The protest leader had urged his supporters on Tuesday to shut down all government offices and cut water and electricity to the private residences of Ms Yingluck and her cabinet.

"If they are still being obstinate, then we will capture them one by one because the people are not interested in fighting for years," he said.

Image caption Prime Minister Yingluck (centre) went ahead with the talks at Royal Thai Air Force Headquarters
Image caption Thailand's protesters want the government to step down and be replaced with an unelected council
Image caption Protest leader Suthep Thaugsuban (centre) has rejected any compromise with the government
Image caption On Tuesday night shots were fired towards the protesters' main camp, causing two injuries

Large parts of Bangkok have continued to function during the shutdown but the protesters have blocked intersections and surrounded government departments in a bid to disrupt officials' work.

They say they will remain in place until the government resigns.

In an overnight incident, a witness said several shots were fired towards a protest barricade over a two-hour period. Police said that a man was hit in the ankle and a woman in her arm.

Media captionThe BBC John Sudworth explains that the protests in Bangkok are harming the economy

A small blast - attributed either to a small device or a firework - also occurred overnight at a house belonging to opposition leader Abhisit Vejjajiva.
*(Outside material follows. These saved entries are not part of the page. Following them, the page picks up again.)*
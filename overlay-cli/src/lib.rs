//! # Overlay CLI
//!
//! Command-line front end for overlay documents.
//!
//! ## Commands
//!
//! - `overlay export <doc.json> -o <out.html>` - render a standalone, keyboard
//!   triggered HTML artifact
//! - `overlay plan <doc.json> [--phase enter|exit]` - print the resolved
//!   animation intents as JSON
//! - `overlay sample -o <doc.json>` - write a small animated lower-third
//!   document to start from
//!
//! Export options fall back to `OVERLAY_TITLE` and `OVERLAY_TRANSPARENT`.

#![forbid(unsafe_code)]
#![deny(missing_docs)]
#![deny(clippy::all)]
#![deny(clippy::pedantic)]

use std::fs;
use std::io::Write;
use std::path::{Path, PathBuf};

use anyhow::Context;
use clap::{Args, Parser, Subcommand};
use overlay_core::animation::{self, AnimationIntent};
use overlay_core::{
    AnimationConfig, AnimationType, ArtifactExporter, EditorStore, ElementPatch, ExportConfig,
    GraphicDocument, Phase,
};
use serde::Serialize;

/// Command-line arguments for overlay.
#[derive(Debug, Clone, Parser)]
#[command(name = "overlay")]
#[command(about = "Export and inspect animated graphic overlays")]
#[command(version)]
pub struct CliArgs {
    /// Command to run
    #[command(subcommand)]
    pub command: Command,
}

/// Subcommands.
#[derive(Debug, Clone, Subcommand)]
pub enum Command {
    /// Render a document to a standalone HTML page
    Export(ExportArgs),

    /// Print the animation plan of a document
    Plan {
        /// Document JSON file
        document: PathBuf,

        /// Only this phase (enter or exit)
        #[arg(long)]
        phase: Option<Phase>,
    },

    /// Write a sample document
    Sample {
        /// Output JSON file
        #[arg(short, long)]
        output: PathBuf,
    },
}

/// Arguments of `overlay export`.
#[derive(Debug, Clone, Args)]
pub struct ExportArgs {
    /// Document JSON file
    pub document: PathBuf,

    /// Output HTML file
    #[arg(short, long)]
    pub output: PathBuf,

    /// Page title (defaults to the document name)
    #[arg(long, env = "OVERLAY_TITLE")]
    pub title: Option<String>,

    /// Transparent page background, for keying over video
    #[arg(long, env = "OVERLAY_TRANSPARENT")]
    pub transparent: bool,

    /// Key that triggers the enter phase
    #[arg(long, default_value = "1")]
    pub enter_key: char,

    /// Key that triggers the exit phase
    #[arg(long, default_value = "2")]
    pub exit_key: char,
}

impl From<&ExportArgs> for ExportConfig {
    fn from(args: &ExportArgs) -> Self {
        Self {
            title: args.title.clone(),
            transparent_background: args.transparent,
            enter_key: args.enter_key,
            exit_key: args.exit_key,
        }
    }
}

/// One phase of `overlay plan` output.
#[derive(Debug, Serialize)]
struct PhasePlan {
    phase: Phase,
    intents: Vec<AnimationIntent>,
}

/// Run a parsed command. Human-facing output goes to `out`.
///
/// # Errors
///
/// Returns an error if a file cannot be read, parsed or written.
pub fn run<W: Write>(args: CliArgs, out: &mut W) -> anyhow::Result<()> {
    match args.command {
        Command::Export(export) => {
            let document = load_document(&export.document)?;
            let html = ArtifactExporter::new(ExportConfig::from(&export))
                .export_html(&document)
                .context("Failed to render artifact")?;
            fs::write(&export.output, html)
                .with_context(|| format!("Failed to write {}", export.output.display()))?;
            writeln!(out, "Exported {}", export.output.display())?;
        }
        Command::Plan { document, phase } => {
            let document = load_document(&document)?;
            let phases = match phase {
                Some(phase) => vec![phase],
                None => vec![Phase::Enter, Phase::Exit],
            };
            let plans: Vec<PhasePlan> = phases
                .into_iter()
                .map(|phase| PhasePlan {
                    phase,
                    intents: animation::plan_document(&document, phase),
                })
                .collect();
            serde_json::to_writer_pretty(&mut *out, &plans)?;
            writeln!(out)?;
        }
        Command::Sample { output } => {
            let json = sample_document().to_json_pretty()?;
            fs::write(&output, json)
                .with_context(|| format!("Failed to write {}", output.display()))?;
            tracing::info!("Wrote sample document to {}", output.display());
            writeln!(out, "Wrote {}", output.display())?;
        }
    }
    Ok(())
}

fn load_document(path: &Path) -> anyhow::Result<GraphicDocument> {
    let json = fs::read_to_string(path)
        .with_context(|| format!("Failed to read {}", path.display()))?;
    let document = GraphicDocument::from_json(&json)
        .with_context(|| format!("Invalid document {}", path.display()))?;
    tracing::debug!(
        "Loaded '{}' with {} element(s)",
        document.name,
        document.len()
    );
    Ok(document)
}

/// A lower third: bar fades in, title slides in over it, badge pops in last.
#[must_use]
pub fn sample_document() -> GraphicDocument {
    let mut store = EditorStore::new();

    if let Some(bar) = store.add_rectangle() {
        store.update_element(
            bar,
            &ElementPatch {
                name: Some("Bar".to_string()),
                x: Some(80.0),
                y: Some(860.0),
                width: Some(900.0),
                height: Some(120.0),
                opacity: Some(0.9),
                corner_radius: Some(12.0),
                in_animation: Some(AnimationConfig::new(AnimationType::FadeIn, 0.6, 0.0)),
                out_animation: Some(AnimationConfig::new(AnimationType::FadeIn, 0.4, 0.3)),
                ..ElementPatch::default()
            },
        );
    }

    if let Some(title) = store.add_text() {
        store.update_element(
            title,
            &ElementPatch {
                name: Some("Title".to_string()),
                text: Some("Breaking News".to_string()),
                x: Some(120.0),
                y: Some(890.0),
                width: Some(820.0),
                height: Some(60.0),
                font_size: Some(48.0),
                in_animation: Some(AnimationConfig::new(AnimationType::SlideRight, 0.8, 0.3)),
                out_animation: Some(AnimationConfig::new(AnimationType::SlideLeft, 0.4, 0.0)),
                ..ElementPatch::default()
            },
        );
    }

    if let Some(badge) = store.add_circle() {
        store.update_element(
            badge,
            &ElementPatch {
                name: Some("Badge".to_string()),
                x: Some(1000.0),
                y: Some(870.0),
                radius: Some(50.0),
                in_animation: Some(AnimationConfig::new(AnimationType::ScaleUp, 0.5, 0.9)),
                out_animation: Some(AnimationConfig::new(AnimationType::ScaleUp, 0.3, 0.0)),
                ..ElementPatch::default()
            },
        );
    }

    store.document().clone()
}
The blast at Mr Abhisit's property caused no injuries.

Eight people have been killed since the anti-government protests began in November.

The campaign was triggered by the government's attempt to pass an amnesty bill that critics said would have allowed Mr Thaksin to return to Thailand without serving a jail sentence for corruption.

Mr Thaksin, who was ousted by the military in 2006, is a deeply divisive figure - loved in rural areas but hated by many of the urban elite, who are at the heart of the current protest movement.

So far his supporters - the "red-shirts" who shut down parts of Bangkok in 2010 - have mainly stayed out of these protests. Analysts fear a trigger that led to their return to the streets could signal further violence.